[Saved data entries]
● ● ● ● ●
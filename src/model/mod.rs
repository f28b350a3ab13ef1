//! Dialect-neutral definition model
//!
//! Every reader produces [`ObjectDefinition`]s built from the types in this
//! module. Values stay unresolved ([`ValueDefinition`]) until a container
//! hands a [`Registry`] to [`ValueDefinition::resolve`], which turns them into
//! live [`Value`]s.

mod definition;
mod factory;
mod registry;
mod resolved;
mod value;

pub use definition::{ObjectDefinition, Scope, ScopeError};
pub use factory::{BuiltinType, DerivedObjectFn, Factory, ObjectFn, ProgrammaticFactory};
pub use registry::{Registry, RegistryError, StaticRegistry};
pub use resolved::{FrozenSet, Instance, Value};
pub use value::{Literal, ValueDefinition};

/// Placeholder used in synthesized ids when a definition has no explicit id.
pub const ANONYMOUS: &str = "<anonymous>";

/// Build the id of an inline definition declared under `owner` at `path`.
///
/// `owner` may be empty when the enclosing definition has no id of its own.
pub fn inner_object_id(owner: &str, path: &str, explicit: Option<&str>) -> String {
    let owner = if owner.is_empty() { ANONYMOUS } else { owner };
    format!("{}.{}.{}", owner, path, explicit.unwrap_or(ANONYMOUS))
}

/// Name of the `index`th element of a collection property.
pub fn element_name(name: &str, shape: &str, index: usize) -> String {
    format!("{}.{}[{}]", name, shape, index)
}

/// Name of a keyed entry of a mapping property.
pub fn entry_name(name: &str, key: &str) -> String {
    format!("{}.dict['{}']", name, key)
}

/// Name given to the `index`th positional constructor argument.
pub fn positional_arg_name(index: usize) -> String {
    format!("constr[{}]", index)
}
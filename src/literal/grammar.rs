//! Literal expression grammar using chumsky

use chumsky::input::{Stream, ValueInput};
use chumsky::prelude::*;

use crate::literal::ast::LiteralExpr;
use crate::literal::lexer::Token;
use crate::model::Literal;

/// Parse a literal expression
pub fn parse_literal(input: &str) -> Result<LiteralExpr, Vec<crate::LiteralError>> {
    let len = input.len();

    let token_iter = crate::literal::lexer::lex(input).map(|(tok, span)| (tok, span.into()));

    let token_stream = Stream::from_iter(token_iter).map((len..len).into(), |(t, s): (_, _)| (t, s));

    literal_parser()
        .then_ignore(end())
        .parse(token_stream)
        .into_result()
        .map_err(|errs| errs.into_iter().map(|e| e.into()).collect())
}

fn literal_parser<'a, I>() -> impl Parser<'a, I, LiteralExpr, extra::Err<Rich<'a, Token>>> + Clone
where
    I: ValueInput<'a, Token = Token, Span = SimpleSpan>,
{
    let positive = select! {
        Token::Int(n) => Literal::Int(n),
        Token::Float(x) => Literal::Float(x),
        Token::Str(s) => Literal::Str(s),
        Token::True => Literal::Bool(true),
        Token::False => Literal::Bool(false),
        Token::None => Literal::None,
    };

    let negative = just(Token::Minus).ignore_then(select! {
        Token::Int(n) => Literal::Int(-n),
        Token::Float(x) => Literal::Float(-x),
    });

    let atom = choice((positive, negative)).labelled("literal");

    recursive(|expr| {
        let list = expr
            .clone()
            .separated_by(just(Token::Comma))
            .allow_trailing()
            .collect::<Vec<_>>()
            .delimited_by(just(Token::BracketOpen), just(Token::BracketClose))
            .map(LiteralExpr::List);

        // `(x)` is a grouping, `(x,)` and `()` are tuples
        let parenthesized = expr
            .clone()
            .separated_by(just(Token::Comma))
            .collect::<Vec<_>>()
            .then(just(Token::Comma).or_not())
            .delimited_by(just(Token::ParenOpen), just(Token::ParenClose))
            .map(|(mut items, trailing)| {
                if items.len() == 1 && trailing.is_none() {
                    if let Some(single) = items.pop() {
                        return single;
                    }
                }
                LiteralExpr::Tuple(items)
            });

        let dict = atom
            .clone()
            .then_ignore(just(Token::Colon))
            .then(expr.clone())
            .separated_by(just(Token::Comma))
            .allow_trailing()
            .collect::<Vec<_>>()
            .delimited_by(just(Token::BraceOpen), just(Token::BraceClose))
            .map(LiteralExpr::Dict);

        let set = expr
            .clone()
            .separated_by(just(Token::Comma))
            .at_least(1)
            .allow_trailing()
            .collect::<Vec<_>>()
            .delimited_by(just(Token::BraceOpen), just(Token::BraceClose))
            .map(LiteralExpr::Set);

        choice((
            atom.clone().map(LiteralExpr::Atom),
            list,
            parenthesized,
            dict,
            set,
        ))
    })
}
● ● ● ● ●
• _TASK DIRECTIONS_
Supply the count of lines in the entries that contain the word "usize", and nothing besides.

• _WRITTEN SOLUTION_
2